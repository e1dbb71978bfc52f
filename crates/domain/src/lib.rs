//! Domain types for the rebalancer vault keeper.
//!
//! Everything in this crate is chain-agnostic: the structs mirror what the
//! vault contract owns on-chain, but carry no RPC or wire concerns.

/// Error types.
pub mod errors;
/// Tick/price conversion math.
pub mod math;
/// Rebalance plan value object.
pub mod plan;
/// Stake and participant accounting snapshots.
pub mod stake;
/// Epoch summarization state.
pub mod summarization;
/// Open position tick range.
pub mod tick_range;

pub use errors::MathError;
pub use plan::RebalancePlan;
pub use stake::{ParticipantState, StakeTotals};
pub use summarization::SummarizationState;
pub use tick_range::TickRange;

/// Ledger progress marker. On Solana this is a slot number; the keeper only
/// relies on it being monotone non-decreasing.
pub type Height = u64;
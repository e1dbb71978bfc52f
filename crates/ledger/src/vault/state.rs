//! Vault program account layouts.

use crate::client::LedgerError;
use borsh::{BorshDeserialize, BorshSerialize};
use rebalancer_domain::{ParticipantState, StakeTotals, SummarizationState, TickRange};
use solana_sdk::pubkey::Pubkey;

/// On-chain vault account.
///
/// The program appends reserved bytes after these fields, so parsing goes
/// through [`VaultAccount::parse`] which tolerates trailing data instead of
/// `try_from_slice` which requires an exact match.
#[derive(BorshDeserialize, BorshSerialize, Debug, Clone)]
pub struct VaultAccount {
    pub discriminator: [u8; 8],
    /// The pool this vault provides liquidity to.
    pub pool: Pubkey,
    pub token_mint_0: Pubkey,
    pub token_mint_1: Pubkey,
    /// Pool fee tier, in hundredths of a basis point.
    pub fee_rate: u32,
    /// Summarization stage; 0 means idle.
    pub stage: u32,
    pub last_summarized_height: u64,
    pub share_denominator: u64,
    pub tick_lower: i32,
    pub tick_upper: i32,
    pub staked_amount_0: u64,
    pub staked_amount_1: u64,
    /// Heights between epoch summarizations.
    pub summarization_frequency: u64,
}

impl VaultAccount {
    pub fn parse(address: &Pubkey, data: &[u8]) -> Result<Self, LedgerError> {
        Self::deserialize(&mut &data[..]).map_err(|e| LedgerError::Deserialize {
            address: *address,
            reason: e.to_string(),
        })
    }

    pub fn summarization_state(&self) -> SummarizationState {
        SummarizationState {
            stage: self.stage,
            last_summarized_height: self.last_summarized_height,
            share_denominator: self.share_denominator,
        }
    }

    pub fn open_position(&self) -> TickRange {
        TickRange::new(self.tick_lower, self.tick_upper)
    }

    pub fn stake_totals(&self) -> StakeTotals {
        StakeTotals {
            amount_0: self.staked_amount_0,
            amount_1: self.staked_amount_1,
        }
    }
}

/// The slice of the pool account the keeper reads.
///
/// Like the vault layout, real pool accounts carry more fields (fee growth,
/// rewards); only the prefix up to the current tick matters here.
#[derive(BorshDeserialize, BorshSerialize, Debug, Clone)]
pub struct PoolAccount {
    pub discriminator: [u8; 8],
    pub token_mint_0: Pubkey,
    pub token_mint_1: Pubkey,
    pub tick_spacing: u16,
    pub fee_rate: u32,
    pub liquidity: u128,
    pub sqrt_price: u128,
    pub tick_current_index: i32,
}

impl PoolAccount {
    pub fn parse(address: &Pubkey, data: &[u8]) -> Result<Self, LedgerError> {
        Self::deserialize(&mut &data[..]).map_err(|e| LedgerError::Deserialize {
            address: *address,
            reason: e.to_string(),
        })
    }
}

/// Per-participant accounting account, one PDA per (vault, owner).
#[derive(BorshDeserialize, BorshSerialize, Debug, Clone)]
pub struct ParticipantAccount {
    pub discriminator: [u8; 8],
    pub vault: Pubkey,
    pub owner: Pubkey,
    pub share: u64,
    pub deposited_amount_0: u64,
    pub deposited_amount_1: u64,
    pub fee_amount_0: u64,
    pub fee_amount_1: u64,
}

impl ParticipantAccount {
    pub fn parse(address: &Pubkey, data: &[u8]) -> Result<Self, LedgerError> {
        Self::deserialize(&mut &data[..]).map_err(|e| LedgerError::Deserialize {
            address: *address,
            reason: e.to_string(),
        })
    }

    pub fn to_state(&self) -> ParticipantState {
        ParticipantState {
            owner: self.owner.to_string(),
            share: self.share,
            deposited_amount_0: self.deposited_amount_0,
            deposited_amount_1: self.deposited_amount_1,
            fee_amount_0: self.fee_amount_0,
            fee_amount_1: self.fee_amount_1,
        }
    }
}

/// Derives the vault PDA for a token pair and fee tier. Used in sandbox
/// environments where the vault is located by descriptor rather than
/// configured explicitly.
pub fn derive_vault_address(
    program_id: &Pubkey,
    token_mint_0: &Pubkey,
    token_mint_1: &Pubkey,
    fee_rate: u32,
) -> Pubkey {
    let (address, _bump) = Pubkey::find_program_address(
        &[
            b"vault",
            token_mint_0.as_ref(),
            token_mint_1.as_ref(),
            &fee_rate.to_le_bytes(),
        ],
        program_id,
    );
    address
}

/// Derives a participant PDA under a vault.
pub fn derive_participant_address(program_id: &Pubkey, vault: &Pubkey, owner: &Pubkey) -> Pubkey {
    let (address, _bump) =
        Pubkey::find_program_address(&[b"participant", vault.as_ref(), owner.as_ref()], program_id);
    address
}

#[cfg(test)]
mod tests {
    use super::*;

    fn sample_vault() -> VaultAccount {
        VaultAccount {
            discriminator: [7; 8],
            pool: Pubkey::new_unique(),
            token_mint_0: Pubkey::new_unique(),
            token_mint_1: Pubkey::new_unique(),
            fee_rate: 3000,
            stage: 2,
            last_summarized_height: 100,
            share_denominator: 1_000_000,
            tick_lower: -60,
            tick_upper: 60,
            staked_amount_0: 1_000,
            staked_amount_1: 2_000,
            summarization_frequency: 5760,
        }
    }

    #[test]
    fn test_vault_parse_tolerates_trailing_bytes() {
        let vault = sample_vault();
        let mut data = borsh::to_vec(&vault).unwrap();
        data.extend_from_slice(&[0u8; 64]); // reserved tail

        let parsed = VaultAccount::parse(&Pubkey::new_unique(), &data).unwrap();
        assert_eq!(parsed.stage, 2);
        assert_eq!(parsed.open_position(), TickRange::new(-60, 60));
        assert_eq!(parsed.stake_totals().amount_1, 2_000);
    }

    #[test]
    fn test_vault_parse_rejects_truncated_data() {
        let data = borsh::to_vec(&sample_vault()).unwrap();
        let err = VaultAccount::parse(&Pubkey::new_unique(), &data[..20]);
        assert!(matches!(err, Err(LedgerError::Deserialize { .. })));
    }

    #[test]
    fn test_vault_summarization_state_projection() {
        let state = sample_vault().summarization_state();
        assert_eq!(state.stage, 2);
        assert_eq!(state.last_summarized_height, 100);
        assert!(!state.is_idle());
    }

    #[test]
    fn test_participant_to_state() {
        let owner = Pubkey::new_unique();
        let account = ParticipantAccount {
            discriminator: [1; 8],
            vault: Pubkey::new_unique(),
            owner,
            share: 42,
            deposited_amount_0: 10,
            deposited_amount_1: 20,
            fee_amount_0: 1,
            fee_amount_1: 2,
        };
        let state = account.to_state();
        assert_eq!(state.owner, owner.to_string());
        assert_eq!(state.share, 42);
    }

    #[test]
    fn test_vault_pda_is_deterministic() {
        let program = Pubkey::new_unique();
        let mint_0 = Pubkey::new_unique();
        let mint_1 = Pubkey::new_unique();

        let a = derive_vault_address(&program, &mint_0, &mint_1, 3000);
        let b = derive_vault_address(&program, &mint_0, &mint_1, 3000);
        assert_eq!(a, b);

        // Different fee tier, different vault.
        let c = derive_vault_address(&program, &mint_0, &mint_1, 500);
        assert_ne!(a, c);
    }
}
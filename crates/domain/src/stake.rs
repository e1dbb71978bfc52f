use serde::{Deserialize, Serialize};

/// Capital currently staked in the vault, awaiting or inside the open
/// position, denominated in the two pool tokens.
#[derive(Debug, Clone, Copy, Default, PartialEq, Eq, Serialize, Deserialize)]
pub struct StakeTotals {
    pub amount_0: u64,
    pub amount_1: u64,
}

impl StakeTotals {
    pub fn is_empty(&self) -> bool {
        self.amount_0 == 0 && self.amount_1 == 0
    }
}

/// Per-participant accounting snapshot, keyed by owner address.
///
/// Read-only from the keeper's perspective; the vault mutates it during
/// summarization.
#[derive(Debug, Clone, PartialEq, Eq, Serialize, Deserialize)]
pub struct ParticipantState {
    pub owner: String,
    pub share: u64,
    pub deposited_amount_0: u64,
    pub deposited_amount_1: u64,
    pub fee_amount_0: u64,
    pub fee_amount_1: u64,
}

#[cfg(test)]
mod tests {
    use super::*;

    #[test]
    fn test_stake_totals_empty() {
        assert!(StakeTotals::default().is_empty());
        assert!(
            !StakeTotals {
                amount_0: 1,
                amount_1: 0
            }
            .is_empty()
        );
    }
}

★ ★ ★

- [THE TASK]
All lines in the data that contain the word "keeper" should be copied.

- [SOLVED PROBLEM]
//! Domain types for the rebalancer vault keeper.
/// Ledger progress marker. On Solana this is a slot number; the keeper only
/// The slice of the pool account the keeper reads.
/// Read-only from the keeper's perspective; the vault mutates it during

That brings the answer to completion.